The Central Bank of Nigeria (CBN) has ruled out an interest rate cut in near term, expressing fears that loosening its monetary policy stance at this time could exacerbate fiscal challenges in the economy and worsen inflationary pressure which it is trying to contain.
Moses Tule, CBN Director of Monetary Policy at the Central Bank ofNigeria (CBN) told journal ists on Thursday in Abuja that cutting the Monetary Policy Rate (MPR) which the apex bank has retained at 14 percent and kept for the 10th straight time as well as other benchmark lending would trigger adverse consequences, including the demand for increased wages.
“When you reduce MPR, of course, the way the fundamentals are today, you are going to have the impact of that in other ways; which means the demand is going to be higher on the government to increase wages because inflation will erode the living wage.”

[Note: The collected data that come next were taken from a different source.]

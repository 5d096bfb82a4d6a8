//! Tests for the reprojection renderer.

use projection::{CoordTransform, ProjectionRegistry, Triangle, Triangulation};
use renderer::{render, RenderRequest, SourceTile, TriangleAffine};
use reproj_common::{Extent, Projection, Raster, ReprojError};
use test_utils::{assert_coords_approx_eq, create_position_rgba, quad_colors_rgba, rgba_at};

// ============================================================================
// Helpers
// ============================================================================

/// Two pixel projections linked by a non-identity (but linear) transform.
fn identity_like_mesh(extent: Extent) -> Triangulation {
    let mut registry = ProjectionRegistry::new();
    let source = Projection::pixels("source-px", extent);
    let target = Projection::pixels("target-px", extent);
    registry.add_transforms(
        &source.code,
        &target.code,
        CoordTransform::from_fn(|c| c),
        CoordTransform::from_fn(|c| c),
    );
    Triangulation::new(&registry, &source, &target, &extent, source.extent, 0.5, Some(1.0)).unwrap()
}

fn request<'a>(
    tiles: &'a [SourceTile<'a>],
    mesh: &'a Triangulation,
    extent: Extent,
    pixel_ratio: f64,
    interpolate: bool,
) -> RenderRequest<'a> {
    RenderRequest {
        source_tiles: tiles,
        triangulation: mesh,
        source_resolution: 1.0,
        target_resolution: 1.0,
        target_extent: extent,
        pixel_ratio,
        interpolate,
        gutter: 0,
    }
}

// ============================================================================
// End-to-end rendering
// ============================================================================

#[test]
fn test_identity_2x2_nearest_reproduces_source() {
    let extent = Extent::new(0.0, 0.0, 2.0, 2.0);
    let source = Raster::from_rgba(2, 2, quad_colors_rgba()).unwrap();
    let tiles = [SourceTile::new(extent, &source)];
    let mesh = identity_like_mesh(extent);
    assert_eq!(mesh.triangles().len(), 2);

    let output = render(&request(&tiles, &mesh, extent, 1.0, false)).unwrap();

    assert_eq!((output.raster.width(), output.raster.height()), (2, 2));
    assert_eq!(output.raster, source);
    assert_eq!(output.stats.triangles_drawn, 2);
    assert_eq!(output.stats.degenerate_triangles, 0);
}

#[test]
fn test_identity_2x2_bilinear_reproduces_source() {
    let extent = Extent::new(0.0, 0.0, 2.0, 2.0);
    let source = Raster::from_rgba(2, 2, quad_colors_rgba()).unwrap();
    let tiles = [SourceTile::new(extent, &source)];
    let mesh = identity_like_mesh(extent);

    let output = render(&request(&tiles, &mesh, extent, 1.0, true)).unwrap();
    assert_eq!(output.raster, source);
}

#[test]
fn test_identity_larger_raster_has_no_seams() {
    let extent = Extent::new(0.0, 0.0, 16.0, 8.0);
    let data = create_position_rgba(16, 8);
    let source = Raster::from_rgba(16, 8, data.clone()).unwrap();
    let tiles = [SourceTile::new(extent, &source)];
    let mesh = identity_like_mesh(extent);

    let output = render(&request(&tiles, &mesh, extent, 1.0, false)).unwrap();
    let rgba = output.raster.to_rgba();
    for row in 0..8 {
        for col in 0..16 {
            assert_eq!(rgba_at(&rgba, 16, col, row), rgba_at(&data, 16, col, row));
        }
    }
}

#[test]
fn test_pixel_ratio_doubles_output() {
    let extent = Extent::new(0.0, 0.0, 2.0, 2.0);
    let source = Raster::from_rgba(2, 2, quad_colors_rgba()).unwrap();
    let tiles = [SourceTile::new(extent, &source)];
    let mesh = identity_like_mesh(extent);

    let output = render(&request(&tiles, &mesh, extent, 2.0, false)).unwrap();
    assert_eq!((output.raster.width(), output.raster.height()), (4, 4));
    for row in 0..4u32 {
        for col in 0..4u32 {
            assert_eq!(output.raster.pixel(col, row), source.pixel(col / 2, row / 2));
        }
    }
}

#[test]
fn test_two_tiles_are_stitched() {
    let extent = Extent::new(0.0, 0.0, 4.0, 2.0);
    let left = Raster::from_rgba(2, 2, quad_colors_rgba()).unwrap();
    let right = Raster::from_rgba(2, 2, quad_colors_rgba()).unwrap();
    let tiles = [
        SourceTile::new(Extent::new(0.0, 0.0, 2.0, 2.0), &left),
        SourceTile::new(Extent::new(2.0, 0.0, 4.0, 2.0), &right),
    ];
    let mesh = identity_like_mesh(extent);

    let output = render(&request(&tiles, &mesh, extent, 1.0, false)).unwrap();
    for row in 0..2u32 {
        for col in 0..4u32 {
            assert_eq!(output.raster.pixel(col, row), left.pixel(col % 2, row));
        }
    }
}

// ============================================================================
// Edge cases
// ============================================================================

#[test]
fn test_empty_sources_give_blank_raster() {
    let extent = Extent::new(0.0, 0.0, 3.0, 2.0);
    let mesh = identity_like_mesh(extent);
    let output = render(&request(&[], &mesh, extent, 1.0, true)).unwrap();
    assert_eq!((output.raster.width(), output.raster.height()), (3, 2));
    assert!(output.raster.is_blank());
}

#[test]
fn test_sub_pixel_target_is_invalid_extent() {
    let extent = Extent::new(0.0, 0.0, 0.4, 2.0);
    let mesh = Triangulation::from_triangles(Vec::new());

    let err = render(&request(&[], &mesh, extent, 1.0, false)).unwrap_err();
    assert!(matches!(err, ReprojError::InvalidExtent(_)));

    // Zero-width extents are valid rectangles but still cover no pixel
    let source = Raster::from_rgba(2, 2, quad_colors_rgba()).unwrap();
    let tiles = [SourceTile::new(Extent::new(0.0, 0.0, 2.0, 2.0), &source)];
    let line = Extent::new(1.0, 0.0, 1.0, 2.0);
    let err = render(&request(&tiles, &mesh, line, 1.0, false)).unwrap_err();
    assert!(matches!(err, ReprojError::InvalidExtent(_)));
}

#[test]
fn test_empty_mesh_gives_blank_raster() {
    let extent = Extent::new(0.0, 0.0, 2.0, 2.0);
    let source = Raster::from_rgba(2, 2, quad_colors_rgba()).unwrap();
    let tiles = [SourceTile::new(extent, &source)];
    let mesh = Triangulation::from_triangles(Vec::new());
    let output = render(&request(&tiles, &mesh, extent, 1.0, false)).unwrap();
    assert!(output.raster.is_blank());
    assert_eq!(output.stats.triangles_drawn, 0);
}

#[test]
fn test_collinear_triangle_is_skipped() {
    let extent = Extent::new(0.0, 0.0, 2.0, 2.0);
    let source = Raster::from_rgba(2, 2, quad_colors_rgba()).unwrap();
    let tiles = [SourceTile::new(extent, &source)];

    let mut triangles = vec![Triangle {
        source: [[0.0, 0.0], [1.0, 1.0], [2.0, 2.0]],
        target: [[0.0, 2.0], [2.0, 2.0], [0.0, 0.0]],
    }];
    triangles.extend_from_slice(identity_like_mesh(extent).triangles());
    let mesh = Triangulation::from_triangles(triangles);

    let output = render(&request(&tiles, &mesh, extent, 1.0, false)).unwrap();
    assert_eq!(output.stats.degenerate_triangles, 1);
    assert_eq!(output.stats.triangles_drawn, 2);
    assert_eq!(output.raster, source);
}

#[test]
fn test_oversized_output_is_allocation_failure() {
    let extent = Extent::new(0.0, 0.0, 1_000_000_000.0, 1.0);
    let source = Raster::from_rgba(2, 2, quad_colors_rgba()).unwrap();
    let tiles = [SourceTile::new(Extent::new(0.0, 0.0, 2.0, 1.0), &source)];
    let mesh = Triangulation::from_triangles(Vec::new());

    let err = render(&request(&tiles, &mesh, extent, 1.0, false)).unwrap_err();
    assert!(matches!(err, ReprojError::AllocationFailure { width: 1_000_000_000, height: 1 }));
}

#[test]
fn test_invalid_resolution_rejected() {
    let extent = Extent::new(0.0, 0.0, 2.0, 2.0);
    let mesh = Triangulation::from_triangles(Vec::new());
    let mut req = request(&[], &mesh, extent, 1.0, false);
    req.target_resolution = 0.0;
    assert!(matches!(render(&req), Err(ReprojError::InvalidExtent(_))));
}

// ============================================================================
// Mesh properties
// ============================================================================

#[test]
fn test_mercator_mesh_affines_reproduce_vertices() {
    let registry = ProjectionRegistry::new();
    let geographic = registry.resolve("EPSG:4326").unwrap();
    let mercator = registry.resolve("EPSG:3857").unwrap();
    let target_extent = Extent::new(-5_000_000.0, -3_000_000.0, 5_000_000.0, 7_000_000.0);
    let resolution = 20_000.0;

    let mesh = Triangulation::new(
        &registry,
        &geographic,
        &mercator,
        &target_extent,
        geographic.extent,
        0.05,
        Some(resolution),
    )
    .unwrap();
    assert!(!mesh.is_empty());

    let top_left = target_extent.top_left();
    for triangle in mesh.triangles() {
        let pixels = triangle.target.map(|t| {
            [(t[0] - top_left[0]) / resolution, -(t[1] - top_left[1]) / resolution]
        });
        if let Some(affine) = TriangleAffine::fit(&triangle.source, &pixels) {
            for i in 0..3 {
                assert_coords_approx_eq!(affine.apply(triangle.source[i]), pixels[i], 1e-6);
            }
        }
    }
}
//! Configuration for raster reprojection.

use reproj_common::{ReprojError, ReprojResult};
use serde::{Deserialize, Serialize};

/// Default maximum mesh error, in source pixels.
pub const DEFAULT_ERROR_THRESHOLD: f64 = 0.5;

/// Configuration for raster reprojection.
#[derive(Debug, Clone, PartialEq, Serialize, Deserialize)]
#[serde(default)]
pub struct ReprojConfig {
    /// Reproject rasters whose projection differs from the view's.
    /// When disabled, images are always served in the source projection.
    pub enabled: bool,

    /// Maximum error of the triangle mesh, in source pixels.
    pub error_threshold: f64,

    /// Border pixels dropped from each side of a source tile when stitching.
    pub gutter: u32,

    /// Force bilinear (`true`) or nearest (`false`) resampling.
    /// `None` uses the source's own setting.
    pub interpolate: Option<bool>,
}

impl Default for ReprojConfig {
    fn default() -> Self {
        Self {
            enabled: true,
            error_threshold: DEFAULT_ERROR_THRESHOLD,
            gutter: 0,
            interpolate: None,
        }
    }
}

impl ReprojConfig {
    /// Load configuration from environment variables.
    ///
    /// Unset variables keep their defaults; malformed values are an error.
    pub fn from_env() -> ReprojResult<Self> {
        let mut config = Self::default();

        if let Ok(val) = std::env::var("REPROJ_ENABLED") {
            config.enabled = parse_bool("REPROJ_ENABLED", &val)?;
        }

        if let Ok(val) = std::env::var("REPROJ_ERROR_THRESHOLD") {
            config.error_threshold = val.trim().parse().map_err(|_| {
                ReprojError::Config(format!("REPROJ_ERROR_THRESHOLD is not a number: {}", val))
            })?;
        }

        if let Ok(val) = std::env::var("REPROJ_GUTTER") {
            config.gutter = val.trim().parse().map_err(|_| {
                ReprojError::Config(format!("REPROJ_GUTTER is not a pixel count: {}", val))
            })?;
        }

        if let Ok(val) = std::env::var("REPROJ_INTERPOLATE") {
            config.interpolate = Some(parse_bool("REPROJ_INTERPOLATE", &val)?);
        }

        config.validate()?;
        Ok(config)
    }

    /// Parse a JSON document; missing fields take their defaults.
    pub fn from_json(json: &str) -> ReprojResult<Self> {
        let config: Self = serde_json::from_str(json)
            .map_err(|e| ReprojError::Config(format!("invalid reprojection config: {}", e)))?;
        config.validate()?;
        Ok(config)
    }

    /// Validate the configuration.
    pub fn validate(&self) -> ReprojResult<()> {
        if !self.error_threshold.is_finite() || self.error_threshold <= 0.0 {
            return Err(ReprojError::Config(format!(
                "error_threshold must be > 0, got {}",
                self.error_threshold
            )));
        }
        Ok(())
    }

    /// Resampling mode for a source with the given preference.
    pub fn interpolate_for(&self, source_interpolate: bool) -> bool {
        self.interpolate.unwrap_or(source_interpolate)
    }
}

fn parse_bool(name: &str, val: &str) -> ReprojResult<bool> {
    match val.trim().to_lowercase().as_str() {
        "true" | "1" | "yes" | "on" => Ok(true),
        "false" | "0" | "no" | "off" => Ok(false),
        _ => Err(ReprojError::Config(format!("{} is not a boolean: {}", name, val))),
    }
}

#[cfg(test)]
mod tests {
    use super::*;

    #[test]
    fn test_default_config() {
        let config = ReprojConfig::default();
        assert!(config.enabled);
        assert_eq!(config.error_threshold, 0.5);
        assert_eq!(config.gutter, 0);
        assert_eq!(config.interpolate, None);
        assert!(config.validate().is_ok());
    }

    #[test]
    fn test_config_validation() {
        let mut config = ReprojConfig::default();
        config.error_threshold = 0.0;
        assert!(config.validate().is_err());

        config.error_threshold = f64::NAN;
        assert!(config.validate().is_err());

        config.error_threshold = 2.0;
        assert!(config.validate().is_ok());
    }

    #[test]
    fn test_from_json_partial() {
        let config = ReprojConfig::from_json(r#"{"enabled": false, "gutter": 2}"#).unwrap();
        assert!(!config.enabled);
        assert_eq!(config.gutter, 2);
        assert_eq!(config.error_threshold, DEFAULT_ERROR_THRESHOLD);

        assert!(ReprojConfig::from_json(r#"{"error_threshold": -1}"#).is_err());
        assert!(ReprojConfig::from_json("not json").is_err());
    }

    #[test]
    fn test_interpolate_override() {
        let mut config = ReprojConfig::default();
        assert!(config.interpolate_for(true));
        assert!(!config.interpolate_for(false));

        config.interpolate = Some(false);
        assert!(!config.interpolate_for(true));
    }

    #[test]
    fn test_parse_bool() {
        assert!(parse_bool("X", "TRUE").unwrap());
        assert!(parse_bool("X", "1").unwrap());
        assert!(!parse_bool("X", "off").unwrap());
        assert!(matches!(parse_bool("X", "maybe"), Err(ReprojError::Config(_))));
    }
}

The CBN announced last month that it was waiting to see how far the huge anticipated spending from a combination of the over N9 trillion 2018 budget, expanded monthly disbursements by the Federation Accounts Allocation Committee (FAAC), election spending, among others could have on price stability before deciding on how to move rates.
“We have to choose between having to improve infrastructure and interest rate will come down overtime and the whole economy will benefit or reduce interest rate now and then worsen inflation,” Tule argued, fielding questions from journalists.
Reacting to concerns that there is no convergence between monetary and fiscal policies, Tule explained that this was not true, and that the fiscal and monetary authorities have rather come up with measures that helped the country restore economic growth.
Citing the nation’s reserves now at about $48 billion, Tule said it was CBN’s tactical foreign exchange measures that led to the steady accretion being celebrated and had provided buffers in the past few weeks to temper the pressure caused by the normalisation of interest rateS in the United States of America. Tule equally commended fiscal measures put in place by the government, particularly the decision to look towards offshore borrowing in order not to crowd out the private sector.
But speaking earlier at the colloquium, and in a panel discussion on “Fiscal and Monetary Policies for Deepening the Capital Market in Nigeria,” Tule had pointed out that one of the derivatives of the structural policies is that “the market determines what the interest rate is.
“When we (CBN) reduce the MPR of course the way the economic fundamentals are today we are going to have the impact of that on higher prices.”
Tule cautioned that the capital market should not expect investment inflows, arguing that “people do not invest where they live from hand to mouth. You can only save to invest when you have leftover.”
“There are lots of funds offshore, those funds are eager to come into the nation,” he rather advised. Speaking at the event, Uche Uwaleke of Nasarawa state University noted that the Nigerian capital market is “challenged by depth and breadth.”
“We need to diversify the capital market. If the big quoted companies go under, that will be the end of the capital market.”
He lamented that Nigeria’s capital Market is “tied to the apron string of foreign investors so much so that if foreign investors sneeze, the market catches cold.”